We describe five cases of segmental arterial mediolysis (SAM), formerly known as segmental mediolytic arteritis. SAM occurs in epicardial coronary arteries and in the abdominal splanchnic arteries. Patients with abdominal SAM are generally elderly, whereas coronary SAM presents in neonates, children, and young adults. SAM is initiated by mediolysis of the outer media, which can expand to involve the mid- and inner media. Accompanying alterations include fibrinous linear deposits at the medial adventitial junction and replacement of the lysed muscle fibers by fibrin, erythrocytes, and granulation tissue.
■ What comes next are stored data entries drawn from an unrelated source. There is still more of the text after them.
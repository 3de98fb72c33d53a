//! Static section registry for Atrium.
//!
//! The registry is the compiled-in catalog of configuration sections: which
//! external services exist, which fields each one has, which of those fields
//! are secrets, and how to probe the service for connectivity. It is built
//! once at startup and never persisted — the schema is versioned with the
//! deployment, not with the data.

use serde::Serialize;

/// The type of a configuration field's value.
#[derive(Debug, Clone, Copy, PartialEq, Eq, Serialize)]
#[serde(rename_all = "lowercase")]
pub enum ValueType {
    /// Free-form text.
    Text,
    /// Numeric value (stored as its string representation).
    Number,
    /// A URL.
    Url,
    /// A secret. Lives only in the secret store, masked on display.
    Secret,
}

/// Schema for a single configuration field.
#[derive(Debug, Clone, Serialize)]
pub struct FieldSpec {
    /// Stable machine name, unique within its section.
    pub key: String,
    /// Human-readable label for the admin console.
    pub label: String,
    /// Value type. `Secret` fields never reach the plaintext document.
    pub value_type: ValueType,
    /// Whether a save must leave this field non-empty.
    pub required: bool,
    /// Default shown and resolved when the field is unset.
    pub default_value: Option<String>,
    /// Operator-facing help text.
    pub description: String,
}

impl FieldSpec {
    fn new(key: &str, label: &str, value_type: ValueType) -> Self {
        Self {
            key: key.to_owned(),
            label: label.to_owned(),
            value_type,
            required: false,
            default_value: None,
            description: String::new(),
        }
    }

    /// A free-form text field.
    #[must_use]
    pub fn text(key: &str, label: &str) -> Self {
        Self::new(key, label, ValueType::Text)
    }

    /// A numeric field.
    #[must_use]
    pub fn number(key: &str, label: &str) -> Self {
        Self::new(key, label, ValueType::Number)
    }

    /// A URL field.
    #[must_use]
    pub fn url(key: &str, label: &str) -> Self {
        Self::new(key, label, ValueType::Url)
    }

    /// A secret field.
    #[must_use]
    pub fn secret(key: &str, label: &str) -> Self {
        Self::new(key, label, ValueType::Secret)
    }

    /// Mark the field as required.
    #[must_use]
    pub fn required(mut self) -> Self {
        self.required = true;
        self
    }

    /// Set the default value used when the field is unset.
    #[must_use]
    pub fn with_default(mut self, value: &str) -> Self {
        self.default_value = Some(value.to_owned());
        self
    }

    /// Set the operator-facing description.
    #[must_use]
    pub fn describe(mut self, description: &str) -> Self {
        self.description = description.to_owned();
        self
    }
}

/// How to run a live connectivity check for a section.
#[derive(Debug, Clone)]
pub enum ProbeKind {
    /// TCP connect against the host and port named by two field keys.
    Tcp { host_key: String, port_key: String },
    /// HTTP GET against the URL named by `url_key`. If `auth_header` is
    /// set, the named secret field's resolved value is sent in that
    /// request header.
    Http {
        url_key: String,
        /// `(header name, field key)` — e.g. `("api-key", "SEARCH_API_KEY")`.
        auth_header: Option<(String, String)>,
    },
    /// No live probe is defined for this section.
    None,
}

/// A named group of configuration fields for one external dependency.
#[derive(Debug, Clone)]
pub struct Section {
    /// Stable section identifier (e.g. `database`).
    pub id: String,
    /// Human-readable label.
    pub label: String,
    /// Ordered field schemas. Order here is display order.
    pub fields: Vec<FieldSpec>,
    /// Connectivity probe definition.
    pub probe: ProbeKind,
}

impl Section {
    /// Look up a field spec by key.
    #[must_use]
    pub fn field(&self, key: &str) -> Option<&FieldSpec> {
        self.fields.iter().find(|f| f.key == key)
    }
}

/// The ordered catalog of configuration sections.
///
/// Iteration order is declaration order — operators expect consistent
/// grouping, so the overview is never re-sorted.
#[derive(Debug, Clone)]
pub struct Registry {
    sections: Vec<Section>,
}

impl Registry {
    /// Build a registry from an explicit section list.
    #[must_use]
    pub fn new(sections: Vec<Section>) -> Self {
        Self { sections }
    }

    /// The built-in Atrium catalog: one section per external service the
    /// assistant platform depends on.
    #[must_use]
    pub fn builtin() -> Self {
        Self::new(vec![
            Section {
                id: "database".to_owned(),
                label: "Database".to_owned(),
                fields: vec![
                    FieldSpec::text("SQL_SERVER", "Server host")
                        .required()
                        .describe("Hostname of the SQL server"),
                    FieldSpec::number("SQL_PORT", "Server port")
                        .with_default("1433")
                        .describe("TCP port of the SQL server"),
                    FieldSpec::text("SQL_DATABASE", "Database name").required(),
                    FieldSpec::text("SQL_USERNAME", "Username").required(),
                    FieldSpec::secret("SQL_PASSWORD", "Password")
                        .required()
                        .describe("Stored in the secret store, never in plaintext config"),
                ],
                probe: ProbeKind::Tcp {
                    host_key: "SQL_SERVER".to_owned(),
                    port_key: "SQL_PORT".to_owned(),
                },
            },
            Section {
                id: "model-provider".to_owned(),
                label: "Model Provider".to_owned(),
                fields: vec![
                    FieldSpec::url("OPENAI_ENDPOINT", "Endpoint").required(),
                    FieldSpec::secret("OPENAI_API_KEY", "API key").required(),
                    FieldSpec::text("OPENAI_DEPLOYMENT", "Deployment name").required(),
                    FieldSpec::text("OPENAI_API_VERSION", "API version")
                        .with_default("2024-06-01"),
                ],
                probe: ProbeKind::Http {
                    url_key: "OPENAI_ENDPOINT".to_owned(),
                    auth_header: Some(("api-key".to_owned(), "OPENAI_API_KEY".to_owned())),
                },
            },
            Section {
                id: "object-storage".to_owned(),
                label: "Object Storage".to_owned(),
                fields: vec![
                    FieldSpec::url("STORAGE_ENDPOINT", "Endpoint").required(),
                    FieldSpec::secret("STORAGE_ACCESS_KEY", "Access key").required(),
                    FieldSpec::text("STORAGE_CONTAINER", "Container")
                        .required()
                        .with_default("documents"),
                ],
                probe: ProbeKind::Http {
                    url_key: "STORAGE_ENDPOINT".to_owned(),
                    auth_header: None,
                },
            },
            Section {
                id: "identity".to_owned(),
                label: "Identity".to_owned(),
                fields: vec![
                    FieldSpec::url("IDENTITY_AUTHORITY", "Authority URL").required(),
                    FieldSpec::text("IDENTITY_CLIENT_ID", "Client ID").required(),
                    FieldSpec::secret("IDENTITY_CLIENT_SECRET", "Client secret").required(),
                    FieldSpec::text("IDENTITY_TENANT", "Tenant"),
                ],
                probe: ProbeKind::Http {
                    url_key: "IDENTITY_AUTHORITY".to_owned(),
                    auth_header: None,
                },
            },
            Section {
                id: "search".to_owned(),
                label: "Search".to_owned(),
                fields: vec![
                    FieldSpec::url("SEARCH_ENDPOINT", "Endpoint").required(),
                    FieldSpec::secret("SEARCH_API_KEY", "API key").required(),
                    FieldSpec::text("SEARCH_INDEX", "Index name")
                        .required()
                        .with_default("assistant-index"),
                ],
                probe: ProbeKind::Http {
                    url_key: "SEARCH_ENDPOINT".to_owned(),
                    auth_header: Some(("api-key".to_owned(), "SEARCH_API_KEY".to_owned())),
                },
            },
            Section {
                id: "document-intelligence".to_owned(),
                label: "Document Intelligence".to_owned(),
                fields: vec![
                    FieldSpec::url("DOCINTEL_ENDPOINT", "Endpoint").required(),
                    FieldSpec::secret("DOCINTEL_API_KEY", "API key").required(),
                ],
                probe: ProbeKind::Http {
                    url_key: "DOCINTEL_ENDPOINT".to_owned(),
                    auth_header: Some((
                        "Ocp-Apim-Subscription-Key".to_owned(),
                        "DOCINTEL_API_KEY".to_owned(),
                    )),
                },
            },
        ])
    }

    /// Look up a section by id.
    #[must_use]
    pub fn get(&self, id: &str) -> Option<&Section> {
        self.sections.iter().find(|s| s.id == id)
    }

    /// Iterate sections in declared order.
    pub fn iter(&self) -> impl Iterator<Item = &Section> {
        self.sections.iter()
    }

    /// Number of sections in the catalog.
    #[must_use]
    pub fn len(&self) -> usize {
        self.sections.len()
    }

    /// Whether the catalog is empty.
    #[must_use]
    pub fn is_empty(&self) -> bool {
        self.sections.is_empty()
    }
}

#[cfg(test)]
mod tests {
    use super::*;
    use std::collections::HashSet;

    #[test]
    fn builtin_has_six_sections_in_declared_order() {
        let registry = Registry::builtin();
        let ids: Vec<&str> = registry.iter().map(|s| s.id.as_str()).collect();
        assert_eq!(
            ids,
            vec![
                "database",
                "model-provider",
                "object-storage",
                "identity",
                "search",
                "document-intelligence"
            ]
        );
    }

    #[test]
    fn field_keys_unique_within_each_section() {
        for section in Registry::builtin().iter() {
            let mut seen = HashSet::new();
            for field in &section.fields {
                assert!(
                    seen.insert(field.key.as_str()),
                    "duplicate field key '{}' in section '{}'",
                    field.key,
                    section.id
                );
            }
        }
    }

    #[test]
    fn every_secret_field_is_marked_secret() {
        let registry = Registry::builtin();
        let database = registry.get("database").unwrap();
        let pw = database.field("SQL_PASSWORD").unwrap();
        assert_eq!(pw.value_type, ValueType::Secret);
        assert!(pw.required);
    }

    #[test]
    fn probe_field_keys_exist_in_schema() {
        for section in Registry::builtin().iter() {
            match &section.probe {
                ProbeKind::Tcp { host_key, port_key } => {
                    assert!(section.field(host_key).is_some(), "{}", section.id);
                    assert!(section.field(port_key).is_some(), "{}", section.id);
                }
                ProbeKind::Http {
                    url_key,
                    auth_header,
                } => {
                    assert!(section.field(url_key).is_some(), "{}", section.id);
                    if let Some((_, field_key)) = auth_header {
                        let field = section.field(field_key).unwrap();
                        assert_eq!(field.value_type, ValueType::Secret);
                    }
                }
                ProbeKind::None => {}
            }
        }
    }

    #[test]
    fn unknown_section_lookup_returns_none() {
        assert!(Registry::builtin().get("telemetry").is_none());
    }

    #[test]
    fn defaults_only_on_optional_or_defaulted_fields() {
        let registry = Registry::builtin();
        let port = registry.get("database").unwrap().field("SQL_PORT").unwrap();
        assert_eq!(port.default_value.as_deref(), Some("1433"));
        assert!(!port.required);
    }
}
Transmural mediolysis results in arterial wall gaps frequently complicated by dissecting hematomas and aneurysms. Abdominal hemorrhages stem from these complications. SAM involving abdominal splanchnic arteries clinically presents with abdominal pain and distension, falling hematocrit, and shock. Simultaneous involvement of more than one abdominal artery is frequent, and branches of the celiac axis are most commonly affected. Various disease states that provoke pathologic stimuli for endothelial mediated vasoconstriction occur in the immediate clinical background of patients with SAM. Certain morphologic features of SAM suggest that this arterial lesion is due to vasospasm, which we putatively ascribe to focal endothelial paracrine dysfunction. Organization of uncomplicated SAM lesions could resemble certain types of fibromuscular dysplasia, suggesting that the genesis of such arterial lesions is related to vasospasm.